Hara, K., Sugita, M., Aoki, S.: "Cloning and characterization of the cDNA for a plastid sigma factor from the moss Physcomitrella patens"Biochim. Biophys. Acta. 1517. 302-306 (2001)

Hara, K.、Sugita, M.、Aoki, S.：“来自苔藓小立碗藓的质体 σ 因子 cDNA 的克隆和表征”Biochim。

Maeda, S., Omata.T.: "A novel gene (narM) required for expression of nitrate reduction activity in the cyanobacterium Synechococcus elongatus strain PCC 7942"J.Bacteriol.. 186. 2107-2114 (2004)

Maeda, S., Omata.T.：“在蓝细菌细长聚球藻菌株 PCC 7942 中表达硝酸盐还原活性所需的新基因 (narM)”J.Bacteriol.. 186. 2107-2114 (2004)

Kobayashi, Y., Dokiya, Y., Kumazawa, Y., Sugita, M.: "Non-AUG translation initiation of mRNA encoding plastid-targeted phage-type RNA polymerase in Nicotiana sylvestris"Biochem. Biophys. Res. Commun.. 299. 57-61 (2002)
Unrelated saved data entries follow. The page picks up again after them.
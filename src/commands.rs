//! CLI Command Handlers
//!
//! Each handler takes CLI args, the loaded config and Output, and returns an
//! ExitCode. Sessions are always torn down before a handler returns.

use std::io::Write;
use std::path::{Path, PathBuf};
use std::sync::Arc;

use anyhow::Context;
use tempfile::TempDir;
use tracing::{debug, warn};

use crate::api::{save_descriptor, FetchError, HttpFetcher};
use crate::cli::{
    ExitCode, FilesCmd, Output, PlaybackResponse, SaveCmd, SaveResponse, ServeCmd, StreamCmd,
};
use crate::config::Config;
use crate::models::{Descriptor, SessionSummary};
use crate::stream::{
    GatewayError, LocalEngine, LocalPlayer, Playback, PlaybackOptions, PlayerOptions,
    ProtocolEngine, RqbitEngine, Session, SessionError, SessionManager,
};

// =============================================================================
// Session Helpers
// =============================================================================

/// Storage root for one run: user supplied, or a temp dir removed on exit
enum DataDir {
    Fixed(PathBuf),
    Temp(TempDir),
}

impl DataDir {
    fn resolve(flag: Option<&Path>, config: &Config) -> anyhow::Result<Self> {
        match flag.map(Path::to_path_buf).or_else(|| config.data_dir.clone()) {
            Some(dir) => Ok(DataDir::Fixed(dir)),
            None => tempfile::Builder::new()
                .prefix("nyaastream")
                .tempdir()
                .map(DataDir::Temp)
                .context("creating temporary data directory"),
        }
    }

    fn path(&self) -> &Path {
        match self {
            DataDir::Fixed(dir) => dir,
            DataDir::Temp(dir) => dir.path(),
        }
    }
}

/// Engine for this run: librqbit, or on-disk replay when `offline`
async fn session_manager(
    data_dir: &DataDir,
    offline: bool,
    output: &Output,
) -> Result<SessionManager, ExitCode> {
    let engine: Arc<dyn ProtocolEngine> = if offline {
        Arc::new(LocalEngine::new())
    } else {
        let started = match tokio::fs::create_dir_all(data_dir.path()).await {
            Ok(()) => RqbitEngine::new(data_dir.path()).await,
            Err(e) => Err(e.into()),
        };
        match started {
            Ok(engine) => Arc::new(engine),
            Err(e) => {
                return Err(output.error(
                    format!("Failed to start torrent engine: {}", e),
                    ExitCode::Error,
                ))
            }
        }
    };
    Ok(SessionManager::new(engine, Arc::new(HttpFetcher::new())))
}

fn session_exit_code(e: &SessionError) -> ExitCode {
    match e {
        SessionError::DescriptorFetch(FetchError::Io(_)) => ExitCode::Error,
        SessionError::DescriptorFetch(_) => ExitCode::NetworkError,
        SessionError::DescriptorInvalid(_) => ExitCode::DescriptorInvalid,
        SessionError::IndexOutOfRange { .. } => ExitCode::InvalidArgs,
        _ => ExitCode::Error,
    }
}

/// Start a session or report why it could not start
async fn start_session(
    manager: &SessionManager,
    descriptor: &str,
    data_dir: &DataDir,
    output: &Output,
) -> Result<Arc<Session>, ExitCode> {
    let descriptor = Descriptor::parse(descriptor);
    output.info(format!("Adding {}...", descriptor));

    manager
        .start(descriptor, data_dir.path())
        .await
        .map_err(|e| output.error(format!("Failed to start session: {}", e), session_exit_code(&e)))
}

fn monitor_target(output: &Output) -> Option<Box<dyn Write + Send>> {
    output
        .interactive()
        .then(|| Box::new(std::io::stdout()) as Box<dyn Write + Send>)
}

/// Stop playback and report the gateway's final state
async fn finish(playback: Playback, output: &Output) -> Result<(), ExitCode> {
    playback.stop().await.map_err(|e| gateway_error(e, output))
}

fn gateway_error(e: GatewayError, output: &Output) -> ExitCode {
    output.error(format!("Gateway failed: {}", e), ExitCode::GatewayFailed)
}

// =============================================================================
// Stream Command
// =============================================================================

pub async fn stream_cmd(cmd: StreamCmd, config: &Config, output: &Output) -> ExitCode {
    let player_type = cmd.player.unwrap_or_else(|| config.player());
    let options = PlayerOptions {
        fullscreen: cmd.fullscreen || config.player_options().fullscreen,
        ..config.player_options()
    };
    let player = LocalPlayer::new(player_type, options);

    if !player.is_available().await {
        return output.error(
            format!("{} not found. Install it first.", player_type.display_name()),
            ExitCode::Error,
        );
    }

    let data_dir = match DataDir::resolve(cmd.dir.as_deref(), config) {
        Ok(dir) => dir,
        Err(e) => return output.error(format!("{:#}", e), ExitCode::Error),
    };

    let manager = match session_manager(&data_dir, cmd.offline, output).await {
        Ok(manager) => manager,
        Err(code) => return code,
    };
    let session = match start_session(&manager, &cmd.descriptor, &data_dir, output).await {
        Ok(session) => session,
        Err(code) => return code,
    };

    let title = match session.name_of(cmd.index) {
        Ok(title) => title.to_string(),
        Err(e) => {
            manager.stop().await;
            return output.error(e.to_string(), ExitCode::InvalidArgs);
        }
    };

    let playback_options = PlaybackOptions {
        port: cmd.port.unwrap_or_else(|| config.port()),
        index: cmd.index,
        ..Default::default()
    };
    let playback =
        match Playback::start(Arc::clone(&session), playback_options, monitor_target(output)).await
        {
            Ok(playback) => playback,
            Err(e) => {
                manager.stop().await;
                return gateway_error(e, output);
            }
        };
    let url = playback.url().to_string();

    output.info(format!("Opening {} in {}...", url, player_type.display_name()));

    let played = tokio::select! {
        played = player.play_and_wait(&url, &title) => played,
        _ = tokio::signal::ctrl_c() => {
            debug!("Interrupted, closing player");
            Ok(())
        }
    };

    let finished = finish(playback, output).await;
    manager.stop().await;

    if let Err(e) = played {
        return output.error(e.to_string(), ExitCode::Error);
    }
    if let Err(code) = finished {
        return code;
    }

    let response = PlaybackResponse {
        status: "finished".to_string(),
        name: title,
        url,
        player: Some(player_type.display_name().to_string()),
    };
    if !output.quiet {
        if let Err(e) = output.print(&response) {
            return output.error(format!("Failed to serialize: {}", e), ExitCode::Error);
        }
    }
    ExitCode::Success
}

// =============================================================================
// Serve Command
// =============================================================================

pub async fn serve_cmd(cmd: ServeCmd, config: &Config, output: &Output) -> ExitCode {
    let data_dir = match DataDir::resolve(cmd.dir.as_deref(), config) {
        Ok(dir) => dir,
        Err(e) => return output.error(format!("{:#}", e), ExitCode::Error),
    };

    let manager = match session_manager(&data_dir, cmd.offline, output).await {
        Ok(manager) => manager,
        Err(code) => return code,
    };
    let session = match start_session(&manager, &cmd.descriptor, &data_dir, output).await {
        Ok(session) => session,
        Err(code) => return code,
    };

    let name = match session.name_of(cmd.index) {
        Ok(name) => name.to_string(),
        Err(e) => {
            manager.stop().await;
            return output.error(e.to_string(), ExitCode::InvalidArgs);
        }
    };

    let monitor = if cmd.no_monitor {
        None
    } else {
        monitor_target(output)
    };
    let playback_options = PlaybackOptions {
        port: cmd.port.unwrap_or_else(|| config.port()),
        index: cmd.index,
        ..Default::default()
    };
    let playback = match Playback::start(Arc::clone(&session), playback_options, monitor).await {
        Ok(playback) => playback,
        Err(e) => {
            manager.stop().await;
            return gateway_error(e, output);
        }
    };
    let url = playback.url().to_string();

    output.info(format!("Serving {} on {} (Ctrl-C to stop)", name, url));
    output.info(format!(
        "Playlist: http://localhost:{}/.m3u",
        playback.local_addr().port()
    ));

    if let Err(e) = tokio::signal::ctrl_c().await {
        warn!("Failed to listen for Ctrl-C: {}", e);
    }

    let finished = finish(playback, output).await;
    manager.stop().await;
    if let Err(code) = finished {
        return code;
    }

    let response = PlaybackResponse {
        status: "stopped".to_string(),
        name,
        url,
        player: None,
    };
    if !output.quiet {
        if let Err(e) = output.print(&response) {
            return output.error(format!("Failed to serialize: {}", e), ExitCode::Error);
        }
    }
    ExitCode::Success
}

// =============================================================================
// Files Command
// =============================================================================

pub async fn files_cmd(cmd: FilesCmd, config: &Config, output: &Output) -> ExitCode {
    let data_dir = match DataDir::resolve(cmd.dir.as_deref(), config) {
        Ok(dir) => dir,
        Err(e) => return output.error(format!("{:#}", e), ExitCode::Error),
    };

    let manager = match session_manager(&data_dir, cmd.offline, output).await {
        Ok(manager) => manager,
        Err(code) => return code,
    };
    let session = match start_session(&manager, &cmd.descriptor, &data_dir, output).await {
        Ok(session) => session,
        Err(code) => return code,
    };

    let summary = SessionSummary {
        name: session.name().to_string(),
        length: session.length(),
        files: session.files().to_vec(),
    };
    manager.stop().await;

    if output.json {
        if let Err(e) = output.print(&summary) {
            return output.error(format!("Failed to serialize: {}", e), ExitCode::Error);
        }
    } else {
        println!("{}", summary.name);
        for file in &summary.files {
            println!("  {}", file);
        }
    }
    ExitCode::Success
}

// =============================================================================
// Save Command
// =============================================================================

pub async fn save_cmd(cmd: SaveCmd, config: &Config, output: &Output) -> ExitCode {
    if !Descriptor::parse(&cmd.url).is_remote() {
        return output.error(
            "Expected an http(s):// descriptor URL",
            ExitCode::InvalidArgs,
        );
    }

    let name = cmd.effective_name();
    let output_dir = cmd.output.clone().unwrap_or_else(|| config.output_dir());
    output.info(format!("Saving {} to {}...", name, output_dir.display()));

    match save_descriptor(&HttpFetcher::new(), &cmd.url, &output_dir, &name).await {
        Ok(path) => {
            let response = SaveResponse {
                status: "saved".to_string(),
                path,
            };
            if let Err(e) = output.print(&response) {
                return output.error(format!("Failed to serialize: {}", e), ExitCode::Error);
            }
            ExitCode::Success
        }
        Err(e @ FetchError::Io(_)) => output.error(format!("Save failed: {}", e), ExitCode::Error),
        Err(e) => output.error(format!("Save failed: {}", e), ExitCode::NetworkError),
    }
}
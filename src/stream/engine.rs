//! Protocol engine capability
//!
//! The BitTorrent machinery (peers, pieces, disk) lives behind this trait.
//! The session manager, gateway and monitor only ever talk to an engine
//! through it, so any backend that can add a descriptor, enumerate files,
//! report progress and hand out file readers can drive a stream.

use std::path::Path;

use async_trait::async_trait;
use thiserror::Error;
use tokio::io::{AsyncRead, AsyncSeek};

use crate::models::PeerStats;

/// Opaque identifier of one torrent inside an engine
#[derive(Debug, Clone, Copy, PartialEq, Eq, Hash)]
pub struct SessionHandle(pub u64);

/// A file as enumerated by the engine
#[derive(Debug, Clone, PartialEq, Eq)]
pub struct EngineFile {
    pub path: String,
    pub length: u64,
}

/// Independent read cursor into one file's content.
///
/// Each gateway request owns its own reader; readers are never shared.
pub trait FileReader: AsyncRead + AsyncSeek + Send + Unpin {}

impl<T: AsyncRead + AsyncSeek + Send + Unpin> FileReader for T {}

/// Errors raised by an engine backend
#[derive(Debug, Error)]
pub enum EngineError {
    #[error("invalid descriptor: {0}")]
    InvalidDescriptor(String),
    #[error("unsupported by this engine: {0}")]
    Unsupported(String),
    #[error("unknown session handle {0:?}")]
    UnknownHandle(SessionHandle),
    #[error("file index {0} out of range")]
    NoSuchFile(usize),
    #[error("engine failure: {0}")]
    Backend(String),
    #[error("I/O error: {0}")]
    Io(#[from] std::io::Error),
}

/// Capability interface of a BitTorrent protocol engine.
///
/// Progress and peer reads are snapshot reads; implementations must make them
/// safe to call concurrently with an in-flight transfer.
#[async_trait]
pub trait ProtocolEngine: Send + Sync {
    /// Add a torrent from a magnet URI, resolving its metadata
    async fn add_magnet(&self, uri: &str, data_dir: &Path) -> Result<SessionHandle, EngineError>;

    /// Add a torrent from a descriptor file on disk
    async fn add_file(&self, path: &Path, data_dir: &Path) -> Result<SessionHandle, EngineError>;

    /// Release display name
    fn name(&self, handle: SessionHandle) -> Result<String, EngineError>;

    /// Ordered file enumeration; the position is the file index
    fn files(&self, handle: SessionHandle) -> Result<Vec<EngineFile>, EngineError>;

    /// Bytes of payload verified so far
    fn bytes_completed(&self, handle: SessionHandle) -> u64;

    /// Total payload length
    fn total_length(&self, handle: SessionHandle) -> u64;

    /// Live swarm snapshot with per-peer instantaneous rates
    fn peer_stats(&self, handle: SessionHandle) -> PeerStats;

    /// Open a fresh reader positioned at the start of file `index`
    async fn open_reader(
        &self,
        handle: SessionHandle,
        index: usize,
    ) -> Result<Box<dyn FileReader>, EngineError>;

    /// Tear the torrent down. Unknown handles are ignored.
    async fn drop_session(&self, handle: SessionHandle);
}
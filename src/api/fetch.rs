//! Descriptor fetcher
//!
//! Downloads remote `.torrent` descriptors to a file. Used both to resolve
//! `http(s)://` descriptors before a session starts and to save a release's
//! descriptor next to the user's other downloads.

use std::path::{Path, PathBuf};

use async_trait::async_trait;
use thiserror::Error;
use tokio::io::AsyncWriteExt;
use tracing::debug;

/// Errors from descriptor downloads
#[derive(Debug, Error)]
pub enum FetchError {
    #[error("request failed: {0}")]
    Request(#[from] reqwest::Error),
    #[error("server returned HTTP {0}")]
    Status(reqwest::StatusCode),
    #[error("I/O error: {0}")]
    Io(#[from] std::io::Error),
}

/// Blocking GET-to-file capability
#[async_trait]
pub trait DescriptorFetcher: Send + Sync {
    /// Download `url` into `destination`, returning the written path
    async fn fetch(&self, url: &str, destination: &Path) -> Result<PathBuf, FetchError>;
}

/// reqwest-backed fetcher
pub struct HttpFetcher {
    client: reqwest::Client,
}

impl HttpFetcher {
    pub fn new() -> Self {
        Self {
            client: reqwest::Client::new(),
        }
    }
}

impl Default for HttpFetcher {
    fn default() -> Self {
        Self::new()
    }
}

#[async_trait]
impl DescriptorFetcher for HttpFetcher {
    async fn fetch(&self, url: &str, destination: &Path) -> Result<PathBuf, FetchError> {
        let mut response = self.client.get(url).send().await?;

        let status = response.status();
        if !status.is_success() {
            return Err(FetchError::Status(status));
        }

        let mut file = tokio::fs::File::create(destination).await?;
        let mut written = 0usize;
        while let Some(chunk) = response.chunk().await? {
            file.write_all(&chunk).await?;
            written += chunk.len();
        }
        file.flush().await?;

        debug!(url, bytes = written, dest = %destination.display(), "Descriptor fetched");
        Ok(destination.to_path_buf())
    }
}

/// Save a remote descriptor as `<output_dir>/<name>.torrent`.
///
/// The output directory is created if needed. Path separators in `name` are
/// replaced so the file always lands directly inside `output_dir`.
pub async fn save_descriptor(
    fetcher: &dyn DescriptorFetcher,
    url: &str,
    output_dir: &Path,
    name: &str,
) -> Result<PathBuf, FetchError> {
    let output_dir = if output_dir.is_absolute() {
        output_dir.to_path_buf()
    } else {
        std::env::current_dir()?.join(output_dir)
    };
    tokio::fs::create_dir_all(&output_dir).await?;

    let destination = output_dir.join(format!("{}.torrent", sanitize_file_name(name)));
    fetcher.fetch(url, &destination).await
}

/// Make a release name safe to use as a single file name
pub fn sanitize_file_name(name: &str) -> String {
    let cleaned: String = name
        .trim()
        .chars()
        .map(|c| match c {
            '/' | '\\' | ':' | '\0' => '_',
            c if c.is_control() => '_',
            c => c,
        })
        .collect();

    match cleaned.as_str() {
        "" | "." | ".." => "release".to_string(),
        _ => cleaned,
    }
}
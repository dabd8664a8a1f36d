//! Playback orchestration
//!
//! Starts the gateway and the monitor against one session and tears all three
//! down in order: monitor and gateway first (concurrently, both joined), the
//! session last, so no gateway reader outlives the engine session it reads.

use std::io::Write;
use std::net::{IpAddr, Ipv4Addr, SocketAddr};
use std::sync::Arc;

use tracing::{debug, info};

use super::gateway::{stream_url, Gateway, GatewayError, GatewayHandle};
use super::monitor::{Monitor, MonitorHandle};
use super::session::Session;

/// Default gateway port
pub const DEFAULT_PORT: u16 = 3001;

#[derive(Debug, Clone)]
pub struct PlaybackOptions {
    /// Address the gateway binds; loopback unless overridden
    pub bind: IpAddr,
    /// Port to listen on, 0 for any free port
    pub port: u16,
    /// File to play; `-1` plays the default route
    pub index: i64,
}

impl Default for PlaybackOptions {
    fn default() -> Self {
        Self {
            bind: IpAddr::V4(Ipv4Addr::LOCALHOST),
            port: DEFAULT_PORT,
            index: -1,
        }
    }
}

/// A running gateway (and optional monitor) over one session
pub struct Playback {
    session: Arc<Session>,
    gateway: GatewayHandle,
    monitor: Option<MonitorHandle>,
    url: String,
}

impl Playback {
    /// Bind the gateway and start serving. When `monitor_out` is given the
    /// monitor renders into it until [`Playback::stop`].
    pub async fn start(
        session: Arc<Session>,
        options: PlaybackOptions,
        monitor_out: Option<Box<dyn Write + Send>>,
    ) -> Result<Self, GatewayError> {
        let addr = SocketAddr::new(options.bind, options.port);
        let gateway = Gateway::bind(addr, Arc::clone(&session), options.index).await?;
        let url = stream_url(gateway.local_addr().port(), options.index);
        let gateway = gateway.spawn();

        let monitor = monitor_out
            .map(|out| Monitor::new(Arc::clone(&session), options.index).spawn(out));

        info!(id = %session.id(), url = %url, "Playback started");
        Ok(Self {
            session,
            gateway,
            monitor,
            url,
        })
    }

    /// URL to hand to the player
    pub fn url(&self) -> &str {
        &self.url
    }

    pub fn local_addr(&self) -> SocketAddr {
        self.gateway.local_addr()
    }

    pub fn session(&self) -> &Arc<Session> {
        &self.session
    }

    /// Stop the monitor and the gateway, wait for both, then drop the session.
    pub async fn stop(self) -> Result<(), GatewayError> {
        let Self {
            session,
            gateway,
            monitor,
            ..
        } = self;

        if let Some(monitor) = &monitor {
            monitor.stop();
        }
        gateway.shutdown();

        let monitor_done = async move {
            if let Some(monitor) = monitor {
                monitor.join().await;
            }
        };
        let ((), served) = tokio::join!(monitor_done, gateway.join());
        debug!(id = %session.id(), "Gateway and monitor stopped");

        session.drop_session().await;
        served
    }
}
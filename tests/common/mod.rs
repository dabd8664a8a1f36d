//! Shared test doubles
//!
//! `FakeEngine` is an in-memory protocol engine: file contents live in
//! memory, completion and peers are set by the test, and every add/drop is
//! recorded for inspection.

#![allow(dead_code)]

use std::collections::HashSet;
use std::io::{Cursor, SeekFrom};
use std::path::{Path, PathBuf};
use std::pin::Pin;
use std::sync::atomic::{AtomicU64, AtomicUsize, Ordering};
use std::sync::{Arc, Mutex};
use std::task::{Context, Poll};

use async_trait::async_trait;
use tempfile::TempDir;
use tokio::io::{AsyncRead, AsyncSeek, ReadBuf};

use nyaastream::api::{DescriptorFetcher, FetchError, HttpFetcher};
use nyaastream::models::{Descriptor, PeerStats};
use nyaastream::stream::{
    EngineError, EngineFile, FileReader, ProtocolEngine, Session, SessionHandle,
};

/// What the engine was asked to add
#[derive(Debug, Clone, PartialEq)]
pub enum Added {
    Magnet(String),
    File { path: PathBuf, contents: Vec<u8> },
}

pub struct FakeEngine {
    name: String,
    files: Vec<(String, Vec<u8>)>,
    reject: bool,
    next_id: AtomicU64,
    live: Mutex<HashSet<SessionHandle>>,
    completed: AtomicU64,
    peers: Mutex<PeerStats>,
    added: Mutex<Vec<Added>>,
    drops: AtomicUsize,
    open_readers: Arc<AtomicUsize>,
}

/// In-memory reader that keeps the engine's open-reader count
struct CountedReader {
    inner: Cursor<Vec<u8>>,
    open: Arc<AtomicUsize>,
}

impl CountedReader {
    fn new(data: Vec<u8>, open: Arc<AtomicUsize>) -> Self {
        open.fetch_add(1, Ordering::SeqCst);
        Self {
            inner: Cursor::new(data),
            open,
        }
    }
}

impl Drop for CountedReader {
    fn drop(&mut self) {
        self.open.fetch_sub(1, Ordering::SeqCst);
    }
}

impl AsyncRead for CountedReader {
    fn poll_read(
        mut self: Pin<&mut Self>,
        cx: &mut Context<'_>,
        buf: &mut ReadBuf<'_>,
    ) -> Poll<std::io::Result<()>> {
        Pin::new(&mut self.inner).poll_read(cx, buf)
    }
}

impl AsyncSeek for CountedReader {
    fn start_seek(mut self: Pin<&mut Self>, position: SeekFrom) -> std::io::Result<()> {
        Pin::new(&mut self.inner).start_seek(position)
    }

    fn poll_complete(mut self: Pin<&mut Self>, cx: &mut Context<'_>) -> Poll<std::io::Result<u64>> {
        Pin::new(&mut self.inner).poll_complete(cx)
    }
}

impl FakeEngine {
    pub fn new(name: &str, files: Vec<(&str, Vec<u8>)>) -> Self {
        Self {
            name: name.to_string(),
            files: files
                .into_iter()
                .map(|(path, data)| (path.to_string(), data))
                .collect(),
            reject: false,
            next_id: AtomicU64::new(1),
            live: Mutex::new(HashSet::new()),
            completed: AtomicU64::new(0),
            peers: Mutex::new(PeerStats::default()),
            added: Mutex::new(Vec::new()),
            drops: AtomicUsize::new(0),
            open_readers: Arc::new(AtomicUsize::new(0)),
        }
    }

    /// Engine that rejects every descriptor
    pub fn rejecting() -> Self {
        Self {
            reject: true,
            ..Self::new("rejected", Vec::new())
        }
    }

    pub fn set_completed(&self, bytes: u64) {
        self.completed.store(bytes, Ordering::SeqCst);
    }

    pub fn set_peers(&self, stats: PeerStats) {
        *self.peers.lock().unwrap() = stats;
    }

    pub fn added(&self) -> Vec<Added> {
        self.added.lock().unwrap().clone()
    }

    /// Engine-level drops actually performed
    pub fn drops(&self) -> usize {
        self.drops.load(Ordering::SeqCst)
    }

    /// Readers handed out and not yet dropped
    pub fn open_readers(&self) -> usize {
        self.open_readers.load(Ordering::SeqCst)
    }

    pub fn live_sessions(&self) -> usize {
        self.live.lock().unwrap().len()
    }

    fn register(&self) -> Result<SessionHandle, EngineError> {
        if self.reject {
            return Err(EngineError::InvalidDescriptor("not a torrent".to_string()));
        }
        let handle = SessionHandle(self.next_id.fetch_add(1, Ordering::SeqCst));
        self.live.lock().unwrap().insert(handle);
        Ok(handle)
    }

    fn check(&self, handle: SessionHandle) -> Result<(), EngineError> {
        if self.live.lock().unwrap().contains(&handle) {
            Ok(())
        } else {
            Err(EngineError::UnknownHandle(handle))
        }
    }
}

#[async_trait]
impl ProtocolEngine for FakeEngine {
    async fn add_magnet(&self, uri: &str, _data_dir: &Path) -> Result<SessionHandle, EngineError> {
        self.added.lock().unwrap().push(Added::Magnet(uri.to_string()));
        self.register()
    }

    async fn add_file(&self, path: &Path, _data_dir: &Path) -> Result<SessionHandle, EngineError> {
        let contents = std::fs::read(path)?;
        self.added.lock().unwrap().push(Added::File {
            path: path.to_path_buf(),
            contents,
        });
        self.register()
    }

    fn name(&self, handle: SessionHandle) -> Result<String, EngineError> {
        self.check(handle)?;
        Ok(self.name.clone())
    }

    fn files(&self, handle: SessionHandle) -> Result<Vec<EngineFile>, EngineError> {
        self.check(handle)?;
        Ok(self
            .files
            .iter()
            .map(|(path, data)| EngineFile {
                path: path.clone(),
                length: data.len() as u64,
            })
            .collect())
    }

    fn bytes_completed(&self, _handle: SessionHandle) -> u64 {
        self.completed.load(Ordering::SeqCst)
    }

    fn total_length(&self, _handle: SessionHandle) -> u64 {
        self.files.iter().map(|(_, data)| data.len() as u64).sum()
    }

    fn peer_stats(&self, _handle: SessionHandle) -> PeerStats {
        self.peers.lock().unwrap().clone()
    }

    async fn open_reader(
        &self,
        handle: SessionHandle,
        index: usize,
    ) -> Result<Box<dyn FileReader>, EngineError> {
        self.check(handle)?;
        let (_, data) = self.files.get(index).ok_or(EngineError::NoSuchFile(index))?;
        Ok(Box::new(CountedReader::new(
            data.clone(),
            Arc::clone(&self.open_readers),
        )))
    }

    async fn drop_session(&self, handle: SessionHandle) {
        if self.live.lock().unwrap().remove(&handle) {
            self.drops.fetch_add(1, Ordering::SeqCst);
        }
    }
}

/// Fetcher for tests that must never touch the network
pub struct NoFetch;

#[async_trait]
impl DescriptorFetcher for NoFetch {
    async fn fetch(&self, url: &str, _destination: &Path) -> Result<PathBuf, FetchError> {
        panic!("unexpected fetch of {}", url);
    }
}

/// Deterministic non-repeating-looking payload of `len` bytes
pub fn pattern(len: usize) -> Vec<u8> {
    (0..len).map(|i| (i * 7 % 251) as u8).collect()
}

/// Start a magnet session on `engine` in a scratch data directory
pub async fn start_session(engine: Arc<FakeEngine>) -> (Arc<Session>, TempDir) {
    let dir = tempfile::tempdir().unwrap();
    let session = Session::start(
        engine,
        &NoFetch,
        Descriptor::Magnet("magnet:?xt=urn:btih:0000".to_string()),
        dir.path(),
    )
    .await
    .unwrap();
    (Arc::new(session), dir)
}

pub fn http_fetcher() -> Arc<HttpFetcher> {
    Arc::new(HttpFetcher::new())
}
Kobayashi, Y.、Dokiya, Y.、Kumazawa, Y.、Sugita, M.：“编码烟草中质体靶向噬菌体型 RNA 聚合酶的 mRNA 的非 AUG 翻译起始”Biochem。

Omata, T., Gohta, S., Takahashi, Y., Harano, Y., Maeda, S.: "Involvement of a CbbR homolog in low CO2 induced activation of the bicarbonate transporter operon in cyanobacteria"J.Bacteriol.. 183. 1891-1898 (2001)

Omata，T.，Gohta，S.，Takahashi，Y.，Harano，Y.，Maeda，S.：“CbbR 同源物参与低 CO2 诱导蓝藻中碳酸氢盐转运蛋白操纵子的激活”J.Bacteriol.. 183

Nakahira, Y., Katayama, M., Miyashita, H., Kutsuna, S., Iwasaki.H., Oyama, Y., Kondo, T.: "Global gene repression by KaiC as a master process of prokaryotic circadian system."Proc.Natl.Acad.Sci.USA.. 101. 881-885 (2004)

Nakahira, Y.、Katayama, M.、Miyashita, H.、Kutsuna, S.、Iwasaki.H.、Oyama, Y.、Kondo, T.：“KaiC 的全局基因抑制作为原核昼夜节律系统的主过程。